Aspects of the Early Modern Fantastic in Shakespeare’s The Tempest, Part 1.

[This is the first part of a paper I gave this week at the University of St Andrews. It considers some general approaches to the early modern fantastic. The second part considers Shakespeare’s The Tempest as an example of what might happen if we applied the modern concept of fantasy to an early modern work of art. My thanks to Professor Neil Rhodes for asking me to speak, and for getting me thinking along these lines!]

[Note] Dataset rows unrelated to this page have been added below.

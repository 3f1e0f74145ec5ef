use std::fmt;

use serde::{Deserialize, Serialize};

use super::{null_as_default, Metadata};

/// Which of a user's projects to list.
#[derive(Debug, Clone, Copy, Default, PartialEq, Eq, Hash)]
pub enum ProjectFilter {
    Created,
    Followed,
    Supported,
    /// No filter; every project the user is related to.
    #[default]
    All,
}

impl ProjectFilter {
    /// Value of the `state` query parameter. Empty for `All`.
    pub fn as_str(&self) -> &'static str {
        match self {
            ProjectFilter::Created => "created",
            ProjectFilter::Followed => "followed",
            ProjectFilter::Supported => "supported",
            ProjectFilter::All => "",
        }
    }
}

impl fmt::Display for ProjectFilter {
    fn fmt(&self, f: &mut fmt::Formatter<'_>) -> fmt::Result {
        f.write_str(self.as_str())
    }
}

/// Response to `GET /users/{id}/projects`.
#[derive(Debug, Clone, Deserialize)]
pub struct ListProjectResponse {
    pub meta: Option<Metadata>,
    #[serde(default, deserialize_with = "null_as_default")]
    pub projects: Vec<Project>,
}

/// Response to `GET /projects/{id}/rewards`.
#[derive(Debug, Clone, Deserialize)]
pub struct ListRewardResponse {
    #[serde(default, deserialize_with = "null_as_default")]
    pub rewards: Vec<Reward>,
}

/// A crowdfunding project.
#[derive(Debug, Clone, PartialEq, Serialize, Deserialize)]
pub struct Project {
    pub id: u64,
    #[serde(rename = "absolute_url")]
    pub url: Option<String>,
    pub goal: Option<i64>,
    pub goal_raised: Option<bool>,
    pub amount_raised: Option<i64>,
    #[serde(rename = "comments_count")]
    pub comment_count: Option<u64>,
    pub committed: Option<i64>,
    pub currency: Option<String>,
    pub currency_display: Option<String>,
    pub country: Option<String>,
    pub date_start: Option<String>,
    pub date_end: Option<String>,
    pub finished: Option<bool>,
    pub slug: Option<String>,
    pub supporters_count: Option<u64>,
    pub timezone: Option<String>,
    #[serde(default, deserialize_with = "null_as_default")]
    pub rewards: Vec<Reward>,
    pub is_online: Option<bool>,
    pub lang: Option<String>,
    pub news_count: Option<u64>,
    pub percent: Option<i64>,
}

impl Project {
    /// Whether `identifier` is this project's slug or decimal id.
    pub fn matches(&self, identifier: &str) -> bool {
        self.slug.as_deref() == Some(identifier) || self.id.to_string() == identifier
    }
}

/// A reward tier offered by a project.
#[derive(Debug, Clone, Default, PartialEq, Serialize, Deserialize)]
pub struct Reward {
    pub id: Option<u64>,
    pub available: Option<bool>,
    pub price: Option<i64>,
    pub stock: Option<i64>,
    pub stock_available: Option<i64>,
    pub stock_taken: Option<i64>,
    pub description_de: Option<String>,
    pub description_en: Option<String>,
    pub description_es: Option<String>,
    pub description_fr: Option<String>,
    pub description_it: Option<String>,
    pub description_nl: Option<String>,
    pub description_pt: Option<String>,
}

impl Reward {
    /// First non-empty description, trying en, fr, de, es, it, nl, pt in that
    /// order. Empty when no translation is set.
    pub fn description(&self) -> &str {
        [
            &self.description_en,
            &self.description_fr,
            &self.description_de,
            &self.description_es,
            &self.description_it,
            &self.description_nl,
            &self.description_pt,
        ]
        .into_iter()
        .flatten()
        .find(|text| !text.is_empty())
        .map_or("", String::as_str)
    }
}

Fantasy has often been defined as the literature of the impossible;[1] but deciding what that means isn’t always easy. The term ‘impossible’ raises historical as well as cultural questions; what can’t be done in one period is perfectly feasible in another, and the magical technologies available in the sixteenth century (for instance) far outstripped the pathetically limited technical resources of the twenty-first. In any case, how could anything be described as impossible at a time when spirits walked the earth and the atmosphere of every room was alive with trickster devils, as Thomas Nashe suggests in The Terrors of the Night (1594)? Or when the English countryside swarmed with elves and fairies, mermaids preened themselves on beaches, monsters lolloped in the ocean depths, and the wildest imaginings of Ariosto, Shakespeare or Spenser (animated brass men, bridges in the sky, humans morphing into beasts, the transformation of base metal into gold) could be accomplished by any reasonably adept witch or conjurer or alchemist? The question has led many historians of the fantastic to trace its rise to a time two centuries later when the world began to be viewed as a material entity, whose dimensions, composition and contents could be catalogued and recorded in encyclopaedias, those multi-volume compendiums that aspired to include all that could ever be known about the physical universe. Only when what is possible has been properly categorized can the impossible be clearly distinguished from it. Fantasy could be said to have originated, then, in the Enlightenment, which gave birth to its irrational or monstrous antitheses Romanticism and Gothic fiction, which in turn gave birth to the fantastic, as exemplified in the fairy tales of George MacDonald, the romances of William Morris or the children’s fiction of Edith Nesbit.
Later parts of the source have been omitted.